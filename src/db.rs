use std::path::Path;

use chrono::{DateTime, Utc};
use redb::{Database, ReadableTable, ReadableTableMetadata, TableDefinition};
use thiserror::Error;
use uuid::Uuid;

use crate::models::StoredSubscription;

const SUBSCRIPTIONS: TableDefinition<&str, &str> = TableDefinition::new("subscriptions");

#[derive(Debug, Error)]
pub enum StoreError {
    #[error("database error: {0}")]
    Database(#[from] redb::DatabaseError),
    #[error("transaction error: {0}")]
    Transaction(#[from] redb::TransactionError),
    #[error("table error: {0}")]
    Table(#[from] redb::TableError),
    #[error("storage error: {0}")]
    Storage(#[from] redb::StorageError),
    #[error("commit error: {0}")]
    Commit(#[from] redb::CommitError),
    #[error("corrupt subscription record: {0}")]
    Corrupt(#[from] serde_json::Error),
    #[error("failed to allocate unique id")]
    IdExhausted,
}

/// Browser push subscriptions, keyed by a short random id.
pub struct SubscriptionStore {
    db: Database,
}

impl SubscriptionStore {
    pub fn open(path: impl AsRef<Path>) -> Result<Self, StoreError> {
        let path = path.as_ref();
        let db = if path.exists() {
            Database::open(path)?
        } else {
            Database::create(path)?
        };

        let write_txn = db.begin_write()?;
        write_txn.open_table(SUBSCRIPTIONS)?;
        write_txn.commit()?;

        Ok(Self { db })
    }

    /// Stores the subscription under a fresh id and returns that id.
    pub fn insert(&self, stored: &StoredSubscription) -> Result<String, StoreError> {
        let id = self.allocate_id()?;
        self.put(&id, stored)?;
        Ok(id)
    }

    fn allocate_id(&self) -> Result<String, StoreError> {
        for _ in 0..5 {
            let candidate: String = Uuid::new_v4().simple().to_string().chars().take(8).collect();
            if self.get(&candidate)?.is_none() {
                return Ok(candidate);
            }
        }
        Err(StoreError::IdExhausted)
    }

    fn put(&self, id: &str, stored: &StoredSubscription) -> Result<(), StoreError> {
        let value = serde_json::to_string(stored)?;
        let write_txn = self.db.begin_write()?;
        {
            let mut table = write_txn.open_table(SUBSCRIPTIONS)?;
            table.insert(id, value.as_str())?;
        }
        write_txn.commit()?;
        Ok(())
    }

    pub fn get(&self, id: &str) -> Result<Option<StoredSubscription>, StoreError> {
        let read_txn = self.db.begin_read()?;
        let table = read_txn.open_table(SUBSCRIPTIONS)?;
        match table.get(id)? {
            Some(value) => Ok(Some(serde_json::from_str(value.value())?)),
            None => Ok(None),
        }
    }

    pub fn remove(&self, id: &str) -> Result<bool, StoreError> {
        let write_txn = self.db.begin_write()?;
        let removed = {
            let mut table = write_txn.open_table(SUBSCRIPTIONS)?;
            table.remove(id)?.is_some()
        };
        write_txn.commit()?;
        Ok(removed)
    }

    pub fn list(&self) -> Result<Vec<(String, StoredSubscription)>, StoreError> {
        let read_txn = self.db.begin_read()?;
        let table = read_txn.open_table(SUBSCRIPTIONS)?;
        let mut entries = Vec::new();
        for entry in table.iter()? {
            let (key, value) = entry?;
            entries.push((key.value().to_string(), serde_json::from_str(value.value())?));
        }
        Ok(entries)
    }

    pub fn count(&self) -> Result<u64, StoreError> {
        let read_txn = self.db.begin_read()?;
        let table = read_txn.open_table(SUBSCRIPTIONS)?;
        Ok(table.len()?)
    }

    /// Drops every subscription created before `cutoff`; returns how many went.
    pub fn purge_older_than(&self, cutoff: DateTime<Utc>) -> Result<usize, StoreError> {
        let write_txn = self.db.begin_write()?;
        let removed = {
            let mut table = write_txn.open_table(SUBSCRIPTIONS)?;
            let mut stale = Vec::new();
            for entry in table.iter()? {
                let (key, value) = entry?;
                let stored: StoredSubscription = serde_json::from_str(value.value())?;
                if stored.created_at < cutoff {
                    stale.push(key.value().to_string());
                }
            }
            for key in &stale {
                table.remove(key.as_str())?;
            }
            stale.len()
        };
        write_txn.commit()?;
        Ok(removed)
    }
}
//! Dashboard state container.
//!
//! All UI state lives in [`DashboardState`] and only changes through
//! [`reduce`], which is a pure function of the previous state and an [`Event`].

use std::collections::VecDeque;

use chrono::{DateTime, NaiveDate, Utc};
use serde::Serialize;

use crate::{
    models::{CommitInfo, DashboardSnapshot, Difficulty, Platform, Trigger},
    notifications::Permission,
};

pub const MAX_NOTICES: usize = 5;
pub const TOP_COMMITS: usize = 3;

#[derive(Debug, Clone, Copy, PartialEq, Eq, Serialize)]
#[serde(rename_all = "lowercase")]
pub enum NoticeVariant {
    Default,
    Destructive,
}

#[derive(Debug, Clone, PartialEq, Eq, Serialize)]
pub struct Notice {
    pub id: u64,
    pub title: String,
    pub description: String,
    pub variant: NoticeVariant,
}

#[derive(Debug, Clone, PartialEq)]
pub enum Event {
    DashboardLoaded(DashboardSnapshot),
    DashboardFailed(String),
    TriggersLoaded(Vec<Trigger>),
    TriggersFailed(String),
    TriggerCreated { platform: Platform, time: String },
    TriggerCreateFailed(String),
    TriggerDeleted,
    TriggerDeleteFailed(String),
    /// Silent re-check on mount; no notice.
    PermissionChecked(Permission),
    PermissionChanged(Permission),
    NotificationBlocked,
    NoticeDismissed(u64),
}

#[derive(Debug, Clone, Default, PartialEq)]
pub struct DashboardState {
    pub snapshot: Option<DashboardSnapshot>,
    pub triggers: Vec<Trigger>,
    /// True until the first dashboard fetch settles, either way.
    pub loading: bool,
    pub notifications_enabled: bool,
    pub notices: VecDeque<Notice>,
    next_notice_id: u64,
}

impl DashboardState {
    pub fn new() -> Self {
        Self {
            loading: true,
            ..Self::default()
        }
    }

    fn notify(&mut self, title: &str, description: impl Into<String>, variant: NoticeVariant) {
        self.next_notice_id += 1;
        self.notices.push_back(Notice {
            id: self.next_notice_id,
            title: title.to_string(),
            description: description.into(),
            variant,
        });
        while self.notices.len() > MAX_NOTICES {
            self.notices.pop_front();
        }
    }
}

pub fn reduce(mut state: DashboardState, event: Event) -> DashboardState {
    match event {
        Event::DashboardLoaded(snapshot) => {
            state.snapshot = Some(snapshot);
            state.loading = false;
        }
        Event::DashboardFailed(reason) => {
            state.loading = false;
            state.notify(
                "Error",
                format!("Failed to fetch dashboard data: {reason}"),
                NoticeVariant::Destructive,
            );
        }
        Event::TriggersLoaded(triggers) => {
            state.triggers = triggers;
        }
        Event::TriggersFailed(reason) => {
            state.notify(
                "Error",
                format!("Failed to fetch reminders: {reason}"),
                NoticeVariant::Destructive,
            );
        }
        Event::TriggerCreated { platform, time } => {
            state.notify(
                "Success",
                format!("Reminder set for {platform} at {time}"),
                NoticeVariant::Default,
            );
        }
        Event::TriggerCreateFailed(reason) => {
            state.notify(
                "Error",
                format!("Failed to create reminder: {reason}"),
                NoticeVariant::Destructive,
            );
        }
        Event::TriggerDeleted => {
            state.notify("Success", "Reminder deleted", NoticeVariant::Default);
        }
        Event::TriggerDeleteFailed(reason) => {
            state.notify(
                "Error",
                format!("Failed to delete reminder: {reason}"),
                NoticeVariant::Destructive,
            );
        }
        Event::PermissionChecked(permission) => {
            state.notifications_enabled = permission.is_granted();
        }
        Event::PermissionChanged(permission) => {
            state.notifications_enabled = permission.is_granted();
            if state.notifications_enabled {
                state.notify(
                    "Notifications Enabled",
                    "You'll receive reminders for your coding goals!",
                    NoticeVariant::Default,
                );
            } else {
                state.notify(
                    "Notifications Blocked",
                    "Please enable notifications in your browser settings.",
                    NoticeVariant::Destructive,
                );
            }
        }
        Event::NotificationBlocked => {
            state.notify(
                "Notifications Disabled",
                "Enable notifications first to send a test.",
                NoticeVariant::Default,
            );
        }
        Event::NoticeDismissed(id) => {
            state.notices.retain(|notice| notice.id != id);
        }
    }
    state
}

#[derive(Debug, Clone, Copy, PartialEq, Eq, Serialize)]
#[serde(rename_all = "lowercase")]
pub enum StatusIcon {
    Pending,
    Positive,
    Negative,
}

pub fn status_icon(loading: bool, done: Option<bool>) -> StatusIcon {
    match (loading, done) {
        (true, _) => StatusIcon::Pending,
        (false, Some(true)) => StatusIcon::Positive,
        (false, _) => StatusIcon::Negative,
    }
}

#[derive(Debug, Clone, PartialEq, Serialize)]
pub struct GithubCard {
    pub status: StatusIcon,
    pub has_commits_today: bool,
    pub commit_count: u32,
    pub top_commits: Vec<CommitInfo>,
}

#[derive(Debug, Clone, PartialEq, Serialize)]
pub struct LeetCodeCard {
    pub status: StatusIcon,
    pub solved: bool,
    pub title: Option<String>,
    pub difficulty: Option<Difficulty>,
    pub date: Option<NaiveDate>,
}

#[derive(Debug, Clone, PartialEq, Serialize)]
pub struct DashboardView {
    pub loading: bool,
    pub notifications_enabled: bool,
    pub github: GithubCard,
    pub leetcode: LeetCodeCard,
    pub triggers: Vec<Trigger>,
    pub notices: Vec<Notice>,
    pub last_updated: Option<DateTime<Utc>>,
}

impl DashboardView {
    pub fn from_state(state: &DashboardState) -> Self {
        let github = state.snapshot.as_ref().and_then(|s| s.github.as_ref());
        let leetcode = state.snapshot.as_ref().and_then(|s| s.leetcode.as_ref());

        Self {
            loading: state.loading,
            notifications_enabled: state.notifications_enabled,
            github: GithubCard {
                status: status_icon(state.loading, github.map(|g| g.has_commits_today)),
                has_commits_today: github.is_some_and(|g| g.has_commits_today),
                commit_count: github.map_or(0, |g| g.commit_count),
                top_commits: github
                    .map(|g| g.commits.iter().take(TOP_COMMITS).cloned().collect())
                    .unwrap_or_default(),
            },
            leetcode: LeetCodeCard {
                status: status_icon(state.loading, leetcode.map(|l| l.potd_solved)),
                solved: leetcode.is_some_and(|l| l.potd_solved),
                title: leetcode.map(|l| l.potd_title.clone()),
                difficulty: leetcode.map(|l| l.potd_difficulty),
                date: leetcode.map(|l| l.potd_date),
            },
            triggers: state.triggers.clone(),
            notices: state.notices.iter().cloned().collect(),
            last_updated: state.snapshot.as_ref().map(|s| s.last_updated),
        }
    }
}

:: WHAT YOU NEED TO DO ::
Whenever a line in the entries above includes the word "your", pull that line out.

:: EXERCISE RESPONSE ::
                    "You'll receive reminders for your coding goals!",
                    "Please enable notifications in your browser settings.",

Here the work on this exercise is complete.